Read the lines below. Copy out any that hold the string "filter".

---- The data

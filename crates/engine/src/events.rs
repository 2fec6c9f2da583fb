//! Beacon Event Consumer
//!
//! Long-lived subscriber to the beacon node's `eth/v1/events` stream.
//! Maintains a connect / stream / reconnect state machine with an
//! inactivity timer, parses frames incrementally, and reacts to `head` and
//! `finalized_checkpoint` events: head events prefetch the signed block and
//! publish it into the cache so in-flight proofs observe fresh data without
//! issuing their own reads; finality events drive sync-committee
//! transitions.

use crate::core::Engine;
use crate::registry::UpstreamKind;
use crate::request::{flags, BodyEncoding, DataRequest};
use crate::sse::{SseEvent, SseParser};
use crate::sync::SyncTransitionRunner;
use futures::StreamExt;
use serde::Serialize;
use serde_json::Value;
use std::sync::Arc;
use std::time::Duration;
use tokio::sync::watch;

/// Epochs per sync-committee period.
pub const EPOCHS_PER_PERIOD: u64 = 256;

/// Consumer tuning knobs.
#[derive(Debug, Clone)]
pub struct EventsConfig {
    /// Tear the stream down when no bytes arrive for this long.
    pub inactivity: Duration,
    /// Pause between reconnect attempts.
    pub reconnect_wait: Duration,
    pub topics: String,
    /// TTL for head data published into the cache.
    pub head_ttl: Duration,
}

impl Default for EventsConfig {
    fn default() -> Self {
        Self {
            inactivity: Duration::from_secs(30),
            reconnect_wait: Duration::from_secs(5),
            topics: "head,finalized_checkpoint".into(),
            head_ttl: Duration::from_secs(12),
        }
    }
}

/// Lifecycle of the consumer, surfaced on the status endpoint.
#[derive(Debug, Clone, Copy, PartialEq, Eq, Serialize)]
#[serde(rename_all = "snake_case")]
pub enum ConsumerState {
    Disconnected,
    Connecting,
    Streaming,
    ReconnectWait,
}

/// Latest head digest derived from a `head` event and its block fetch.
#[derive(Debug, Clone, Default, Serialize)]
pub struct HeadSnapshot {
    pub slot: u64,
    pub block_root: String,
    pub parent_root: String,
    pub execution_block_number: u64,
    pub execution_block_hash: String,
}

enum StreamEnd {
    Shutdown,
    Inactivity,
    Transport(String),
    Eof,
}

/// The SSE consumer task.
pub struct BeaconEventConsumer {
    engine: Arc<Engine>,
    sync: Option<Arc<SyncTransitionRunner>>,
    config: EventsConfig,
    client: reqwest::Client,
    state_tx: watch::Sender<ConsumerState>,
    head_tx: watch::Sender<Option<HeadSnapshot>>,
    attempts: usize,
}

impl BeaconEventConsumer {
    /// Build the consumer plus watch handles for status reporting.
    #[must_use]
    pub fn new(
        engine: Arc<Engine>,
        sync: Option<Arc<SyncTransitionRunner>>,
        config: EventsConfig,
    ) -> (
        Self,
        watch::Receiver<ConsumerState>,
        watch::Receiver<Option<HeadSnapshot>>,
    ) {
        let (state_tx, state_rx) = watch::channel(ConsumerState::Disconnected);
        let (head_tx, head_rx) = watch::channel(None);
        // no total timeout: the subscription is meant to stay open
        let client = reqwest::Client::builder()
            .tcp_keepalive(Duration::from_secs(30))
            .connect_timeout(Duration::from_secs(5))
            .build()
            .unwrap_or_default();
        (
            Self {
                engine,
                sync,
                config,
                client,
                state_tx,
                head_tx,
                attempts: 0,
            },
            state_rx,
            head_rx,
        )
    }

    /// Consume until shutdown flips. Reconnects forever on failure.
    pub async fn run(mut self, mut shutdown: watch::Receiver<bool>) {
        loop {
            if *shutdown.borrow() {
                break;
            }
            self.state_tx.send_replace(ConsumerState::Connecting);
            match self.stream_once(&mut shutdown).await {
                StreamEnd::Shutdown => break,
                StreamEnd::Inactivity => {
                    tracing::warn!("beacon event stream went quiet, reconnecting");
                }
                StreamEnd::Transport(message) => {
                    tracing::warn!(error = %message, "beacon event stream failed");
                }
                StreamEnd::Eof => {
                    tracing::warn!("beacon event stream closed by upstream");
                }
            }
            self.attempts += 1;
            self.state_tx.send_replace(ConsumerState::ReconnectWait);
            tokio::select! {
                () = tokio::time::sleep(self.config.reconnect_wait) => {}
                _ = shutdown.changed() => {}
            }
        }
        self.state_tx.send_replace(ConsumerState::Disconnected);
    }

    /// Pick the event upstream: flagged publishers first, then anything
    /// event-capable, rotating across reconnect attempts.
    fn event_upstream(&self) -> Option<(usize, String)> {
        let pool = self.engine.registry().pool(UpstreamKind::BeaconApi);
        let mut candidates: Vec<usize> = pool
            .iter()
            .enumerate()
            .filter(|(_, u)| u.flags & flags::BEACON_EVENT_PUBLISHER != 0)
            .map(|(i, _)| i)
            .collect();
        if candidates.is_empty() {
            candidates = pool
                .iter()
                .enumerate()
                .filter(|(_, u)| u.flags & flags::EVENT_SOURCE != 0)
                .map(|(i, _)| i)
                .collect();
        }
        if candidates.is_empty() {
            candidates = (0..pool.len()).collect();
        }
        if candidates.is_empty() {
            return None;
        }
        let idx = candidates[self.attempts % candidates.len()];
        Some((idx, pool[idx].url.clone()))
    }

    async fn stream_once(&self, shutdown: &mut watch::Receiver<bool>) -> StreamEnd {
        let Some((idx, base)) = self.event_upstream() else {
            return StreamEnd::Transport("no beacon upstream configured".into());
        };
        let url = format!(
            "{}/eth/v1/events?topics={}",
            base.trim_end_matches('/'),
            self.config.topics
        );

        let response = match self
            .client
            .get(&url)
            .header(reqwest::header::ACCEPT, "text/event-stream")
            .header(reqwest::header::CACHE_CONTROL, "no-cache")
            .header(reqwest::header::CONNECTION, "keep-alive")
            .send()
            .await
        {
            Ok(response) => response,
            Err(e) => return StreamEnd::Transport(e.to_string()),
        };
        if !response.status().is_success() {
            return StreamEnd::Transport(format!("event subscription status {}", response.status()));
        }

        let mut stream = response.bytes_stream();
        let mut parser = SseParser::new();
        let mut streaming = false;

        loop {
            tokio::select! {
                _ = shutdown.changed() => {
                    if *shutdown.borrow() {
                        return StreamEnd::Shutdown;
                    }
                }
                chunk = tokio::time::timeout(self.config.inactivity, stream.next()) => {
                    match chunk {
                        Err(_) => return StreamEnd::Inactivity,
                        Ok(None) => return StreamEnd::Eof,
                        Ok(Some(Err(e))) => return StreamEnd::Transport(e.to_string()),
                        Ok(Some(Ok(bytes))) => {
                            if !streaming {
                                streaming = true;
                                self.state_tx.send_replace(ConsumerState::Streaming);
                            }
                            for event in parser.push(&bytes) {
                                self.handle_event(idx, &event).await;
                            }
                        }
                    }
                }
            }
        }
    }

    async fn handle_event(&self, upstream_idx: usize, event: &SseEvent) {
        match event.event.as_str() {
            "head" => self.on_head(upstream_idx, &event.data),
            "finalized_checkpoint" => self.on_finalized(&event.data).await,
            other => {
                tracing::debug!(event = other, "ignoring beacon event");
            }
        }
    }

    /// Head event: record freshness, then prefetch the signed block in the
    /// background so waiting proofs complete off the cache.
    fn on_head(&self, upstream_idx: usize, data: &str) {
        let Ok(value) = serde_json::from_str::<Value>(data) else {
            tracing::warn!("malformed head event payload");
            return;
        };
        let slot = parse_quantity(value.get("slot"));
        let Some(root) = value.get("block").and_then(Value::as_str) else {
            return;
        };
        self.engine
            .registry()
            .head_observed(UpstreamKind::BeaconApi, upstream_idx, slot);
        metrics::counter!("gateway_beacon_events_total", "event" => "head").increment(1);

        let engine = Arc::clone(&self.engine);
        let head_tx = self.head_tx.clone();
        let head_ttl = self.config.head_ttl;
        let root = root.to_string();
        tokio::spawn(async move {
            if let Err(e) = prefetch_head(&engine, &head_tx, &root, slot, head_ttl).await {
                tracing::debug!(error = %e, "head prefetch failed");
            }
        });
    }

    /// Finality event: when the finalized period moved past what the period
    /// store holds, run the committee transition now instead of on the next
    /// proof's critical path.
    async fn on_finalized(&self, data: &str) {
        let Ok(value) = serde_json::from_str::<Value>(data) else {
            tracing::warn!("malformed finalized_checkpoint payload");
            return;
        };
        let epoch = parse_quantity(value.get("epoch"));
        let period = epoch / EPOCHS_PER_PERIOD;
        metrics::counter!("gateway_beacon_events_total", "event" => "finalized").increment(1);

        let Some(sync) = &self.sync else {
            return;
        };
        match sync.stored_period().await {
            Ok(Some(stored)) if stored < period => {
                if let Err(e) = sync.advance(stored, period).await {
                    tracing::warn!(error = %e, from = stored, to = period, "sync transition failed");
                }
            }
            Ok(_) => {}
            Err(e) => tracing::debug!(error = %e, "period store unreadable"),
        }
    }
}

/// Fetch the signed head block and publish it under both its root key and
/// the well-known head key, so a proof waiting on `blocks/head` resumes via
/// the cache instead of dispatching its own read.
pub async fn prefetch_head(
    engine: &Arc<Engine>,
    head_tx: &watch::Sender<Option<HeadSnapshot>>,
    root: &str,
    slot: u64,
    head_ttl: Duration,
) -> Result<(), crate::error::GatewayError> {
    let block_dr = DataRequest::beacon_get(&format!("eth/v2/beacon/blocks/{root}"), BodyEncoding::Json);
    let body = engine.fetch(&block_dr).await?;

    let head_dr = DataRequest::beacon_get("eth/v2/beacon/blocks/head", BodyEncoding::Json);
    engine
        .cache()
        .publish(head_dr.fingerprint(), body.clone(), head_ttl);

    let value: Value = serde_json::from_slice(&body).unwrap_or(Value::Null);
    let message = &value["data"]["message"];
    let payload = &message["body"]["execution_payload"];
    let snapshot = HeadSnapshot {
        slot,
        block_root: root.to_string(),
        parent_root: message["parent_root"].as_str().unwrap_or_default().to_string(),
        execution_block_number: parse_quantity(payload.get("block_number")),
        execution_block_hash: payload["block_hash"].as_str().unwrap_or_default().to_string(),
    };

    // warm the parent as well; proofs anchoring to head routinely need it
    let parent = snapshot.parent_root.clone();
    if !parent.is_empty() {
        let engine = Arc::clone(engine);
        tokio::spawn(async move {
            let dr = DataRequest::beacon_get(&format!("eth/v2/beacon/blocks/{parent}"), BodyEncoding::Json);
            let _ = engine.fetch(&dr).await;
        });
    }

    head_tx.send_replace(Some(snapshot));
    Ok(())
}

/// Beacon API numbers arrive as decimal strings.
fn parse_quantity(value: Option<&Value>) -> u64 {
    value
        .and_then(Value::as_str)
        .and_then(|s| s.parse().ok())
        .unwrap_or_default()
}
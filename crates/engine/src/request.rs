//! Data Request Descriptors
//!
//! A [`DataRequest`] describes one upstream read: what to fetch, from which
//! pool, in which encoding. Requests are identified by a deterministic
//! 32-byte SHA-256 fingerprint over everything that affects the response, so
//! identical reads coalesce in the cache regardless of which proof issued
//! them.

use serde_json::Value;
use sha2::{Digest, Sha256};
use std::time::Duration;

/// 32-byte deterministic request identity.
pub type Fingerprint = [u8; 32];

/// Upstream pool an external read is dispatched to.
#[derive(Debug, Clone, Copy, PartialEq, Eq, Hash)]
pub enum RequestKind {
    /// Ethereum execution JSON-RPC over HTTPS POST.
    EthRpc,
    /// Beacon chain REST API over HTTPS GET.
    BeaconApi,
    /// Generic REST read (other gateways, period-store masters).
    RestApi,
    /// Served from the local period/chain store; never leaves the process.
    Internal,
}

impl RequestKind {
    fn tag(self) -> u8 {
        match self {
            Self::EthRpc => 0,
            Self::BeaconApi => 1,
            Self::RestApi => 2,
            Self::Internal => 3,
        }
    }
}

/// HTTP verb for the upstream attempt.
#[derive(Debug, Clone, Copy, PartialEq, Eq)]
pub enum HttpVerb {
    Get,
    Post,
}

/// Wire encoding requested from (and expected of) the upstream.
#[derive(Debug, Clone, Copy, PartialEq, Eq)]
pub enum BodyEncoding {
    Json,
    Ssz,
    Octet,
}

impl BodyEncoding {
    /// Value for the `Accept` (GET) or `Content-Type` (POST) header.
    #[must_use]
    pub fn mime(self) -> &'static str {
        match self {
            Self::Json => "application/json",
            Self::Ssz | Self::Octet => "application/octet-stream",
        }
    }
}

/// Upstream capability flags, matched against a request's preference mask.
pub mod flags {
    /// Upstream can serve a `text/event-stream` subscription.
    pub const EVENT_SOURCE: u8 = 1 << 0;
    /// Upstream is the designated publisher for beacon head/finality events.
    pub const BEACON_EVENT_PUBLISHER: u8 = 1 << 1;
    /// Upstream is another gateway able to answer proof reads directly.
    pub const PROVER: u8 = 1 << 2;
}

/// One upstream read issued by a proof program or by internal fan-out.
#[derive(Debug, Clone, PartialEq, Eq)]
pub struct DataRequest {
    pub kind: RequestKind,
    pub verb: HttpVerb,
    /// URL suffix appended to the selected upstream's base URL.
    pub path: String,
    pub payload: Option<Vec<u8>>,
    pub encoding: BodyEncoding,
    /// JSON-RPC method name, when known; drives per-method support tracking
    /// and response classification.
    pub rpc_method: Option<String>,
    /// Cache lifetime hint; `None` falls back to the per-kind default.
    pub ttl: Option<Duration>,
    /// Preferred upstream capability mask (see [`flags`]); matching
    /// upstreams score a selection bonus.
    pub preferred_flags: u8,
    /// Minimum execution block the serving upstream should have observed.
    pub min_block: Option<u64>,
}

impl DataRequest {
    /// An execution-layer JSON-RPC call.
    #[must_use]
    pub fn eth_rpc(method: &str, params: &Value) -> Self {
        let body = serde_json::json!({
            "jsonrpc": "2.0",
            "method": method,
            "params": params,
            "id": 1,
        });
        Self {
            kind: RequestKind::EthRpc,
            verb: HttpVerb::Post,
            path: String::new(),
            payload: Some(body.to_string().into_bytes()),
            encoding: BodyEncoding::Json,
            rpc_method: Some(method.to_string()),
            ttl: None,
            preferred_flags: 0,
            min_block: None,
        }
    }

    /// A beacon REST read. `path` carries no leading slash.
    #[must_use]
    pub fn beacon_get(path: &str, encoding: BodyEncoding) -> Self {
        Self {
            kind: RequestKind::BeaconApi,
            verb: HttpVerb::Get,
            path: path.to_string(),
            payload: None,
            encoding,
            rpc_method: None,
            ttl: None,
            preferred_flags: 0,
            min_block: None,
        }
    }

    /// A generic REST read from the REST/prover pool.
    #[must_use]
    pub fn rest_get(path: &str, encoding: BodyEncoding) -> Self {
        Self {
            kind: RequestKind::RestApi,
            verb: HttpVerb::Get,
            path: path.to_string(),
            payload: None,
            encoding,
            rpc_method: None,
            ttl: None,
            preferred_flags: 0,
            min_block: None,
        }
    }

    /// A read answered from the local period/chain store.
    #[must_use]
    pub fn internal(path: &str) -> Self {
        Self {
            kind: RequestKind::Internal,
            verb: HttpVerb::Get,
            path: path.to_string(),
            payload: None,
            encoding: BodyEncoding::Octet,
            rpc_method: None,
            ttl: None,
            preferred_flags: 0,
            min_block: None,
        }
    }

    #[must_use]
    pub fn with_ttl(mut self, ttl: Duration) -> Self {
        self.ttl = Some(ttl);
        self
    }

    #[must_use]
    pub fn with_min_block(mut self, block: u64) -> Self {
        self.min_block = Some(block);
        self
    }

    #[must_use]
    pub fn with_preferred(mut self, mask: u8) -> Self {
        self.preferred_flags = mask;
        self
    }

    /// Deterministic identity for caching and coalescing. Covers the kind
    /// tag, verb, path, payload, and encoding; TTL hints and selection
    /// preferences do not change what the response is.
    #[must_use]
    pub fn fingerprint(&self) -> Fingerprint {
        let mut hasher = Sha256::new();
        hasher.update([self.kind.tag()]);
        hasher.update([match self.verb {
            HttpVerb::Get => 0u8,
            HttpVerb::Post => 1u8,
        }]);
        hasher.update([match self.encoding {
            BodyEncoding::Json => 0u8,
            BodyEncoding::Ssz => 1u8,
            BodyEncoding::Octet => 2u8,
        }]);
        hasher.update((self.path.len() as u64).to_le_bytes());
        hasher.update(self.path.as_bytes());
        if let Some(payload) = &self.payload {
            hasher.update((payload.len() as u64).to_le_bytes());
            hasher.update(payload);
        }
        hasher.finalize().into()
    }
}

#[cfg(test)]
mod tests {
    use super::*;

    #[test]
    fn fingerprint_is_deterministic() {
        let a = DataRequest::eth_rpc("eth_getBalance", &serde_json::json!(["0x00", "0x1"]));
        let b = DataRequest::eth_rpc("eth_getBalance", &serde_json::json!(["0x00", "0x1"]));
        assert_eq!(a.fingerprint(), b.fingerprint());
    }

    #[test]
    fn fingerprint_separates_params() {
        let a = DataRequest::eth_rpc("eth_getBalance", &serde_json::json!(["0x00", "0x1"]));
        let b = DataRequest::eth_rpc("eth_getBalance", &serde_json::json!(["0x00", "0x2"]));
        assert_ne!(a.fingerprint(), b.fingerprint());
    }

    #[test]
    fn fingerprint_separates_kinds() {
        let a = DataRequest::beacon_get("eth/v1/beacon/headers/head", BodyEncoding::Json);
        let mut b = a.clone();
        b.kind = RequestKind::RestApi;
        assert_ne!(a.fingerprint(), b.fingerprint());
    }

    #[test]
    fn fingerprint_separates_encodings() {
        let a = DataRequest::beacon_get("eth/v2/beacon/blocks/head", BodyEncoding::Json);
        let b = DataRequest::beacon_get("eth/v2/beacon/blocks/head", BodyEncoding::Ssz);
        assert_ne!(a.fingerprint(), b.fingerprint());
    }

    #[test]
    fn ttl_does_not_change_identity() {
        let a = DataRequest::beacon_get("eth/v2/beacon/blocks/head", BodyEncoding::Ssz);
        let b = a.clone().with_ttl(Duration::from_secs(12));
        assert_eq!(a.fingerprint(), b.fingerprint());
    }

    #[test]
    fn path_payload_boundary_is_unambiguous() {
        // "ab" + "c" must not collide with "a" + "bc"
        let mut a = DataRequest::rest_get("ab", BodyEncoding::Octet);
        a.payload = Some(b"c".to_vec());
        let mut b = DataRequest::rest_get("a", BodyEncoding::Octet);
        b.payload = Some(b"bc".to_vec());
        assert_ne!(a.fingerprint(), b.fingerprint());
    }
}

--------

[Result of the exercise]
            .filter(|(_, u)| u.flags & flags::BEACON_EVENT_PUBLISHER != 0)
                .filter(|(_, u)| u.flags & flags::EVENT_SOURCE != 0)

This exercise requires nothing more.